Долго подавляемый гнев вдруг прорвался в Иване, он поднялся на широко расставленные ноги -
разъяренный и страшный.
- Звери! - закричал он на немцев. - Звери! Сами боитесь - помощников ведете! Все равно нас не взять
вам! Вот! Поняли?
Конечно, они легко могли застрелить его, но не стреляли. Кажется, они старались понять, что
прокричал им этот флюгпункт. От нервного возбуждения Иван весь трясся, его знобило - начинался жар.

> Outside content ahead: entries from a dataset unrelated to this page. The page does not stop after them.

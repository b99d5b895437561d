use std::sync::Arc;

use serde::Deserialize;
use uuid::Uuid;

use crate::application::actions::{
    ActionError, Actor, Validator, normalize_optional, require_actor,
};
use crate::application::repos::{ProfileChanges, RepoError, UsersRepo, UsersWriteRepo};
use crate::cache::{CacheEvent, CacheKey, CacheTag, CacheTrigger};
use crate::domain::entities::UserRecord;

const NAME_MAX: usize = 120;
const BIO_MAX: usize = 1000;

#[derive(Debug, Clone, Default, Deserialize)]
#[serde(default)]
pub struct ProfileInput {
    pub name: String,
    pub image: Option<String>,
    pub bio: Option<String>,
}

#[derive(Clone)]
pub struct UserService {
    reader: Arc<dyn UsersRepo>,
    writer: Arc<dyn UsersWriteRepo>,
    trigger: CacheTrigger,
}

impl UserService {
    pub fn new(
        reader: Arc<dyn UsersRepo>,
        writer: Arc<dyn UsersWriteRepo>,
        trigger: CacheTrigger,
    ) -> Self {
        Self {
            reader,
            writer,
            trigger,
        }
    }

    /// Resolve a bearer session token. Sessions are never cached.
    pub async fn resolve_session(&self, token: &str) -> Result<Option<UserRecord>, RepoError> {
        if token.is_empty() {
            return Ok(None);
        }
        self.reader.find_user_by_session(token).await
    }

    pub async fn user_by_id(&self, id: Uuid) -> Result<Option<UserRecord>, RepoError> {
        let reader = self.reader.clone();
        self.trigger
            .cache()
            .fetch(
                CacheKey::with("user-by-id", id),
                vec![CacheTag::UserById(id)],
                || async move { reader.find_user_by_id(id).await },
            )
            .await
    }

    pub async fn all_users(&self) -> Result<Vec<UserRecord>, RepoError> {
        let reader = self.reader.clone();
        self.trigger
            .cache()
            .fetch(CacheKey::new("users"), vec![CacheTag::Users], || async move {
                reader.list_users().await
            })
            .await
    }

    /// Update the actor's own profile.
    pub async fn update_profile(
        &self,
        actor: Option<&Actor>,
        input: ProfileInput,
    ) -> Result<UserRecord, ActionError> {
        let actor = require_actor(actor)?;
        let image = normalize_optional(input.image);
        let bio = normalize_optional(input.bio);

        Validator::new()
            .required("name", &input.name, NAME_MAX)
            .image("image", image.as_deref())
            .max_len("bio", bio.as_deref(), BIO_MAX)
            .finish()?;

        let user = self
            .writer
            .update_profile(ProfileChanges {
                id: actor.user_id,
                name: input.name.trim().to_string(),
                image,
                bio,
            })
            .await?;

        self.trigger
            .publish(CacheEvent::UserUpdated { user_id: user.id });
        Ok(user)
    }
}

Он оглянулся - вверху немного прояснилось, в разрыве облаков стали видны блестящие от утренних
лучей просветы голубизны. Казалось, вот-вот должен был выплыть из туч Медвежий хребет, до которого
они не дошли. Очень хотелось увидеть его и солнце, но их все не было, и оттого стало невыносимо
горько.
Иван опустился на землю - то, что вот-вот должно было произойти, уже не интересовало его, он знал
все наперед. Он даже не оглянулся, когда собаки появились на седловине. Овчарки шли все время по
следу и были разъярены погоней. Джулия вдруг бросилась к Ивану, прижалась к нему и закрыла лицо
руками:
- Нон собак! Нон собак! Иванио, эршиссен! Скоро!.. Эршиссен!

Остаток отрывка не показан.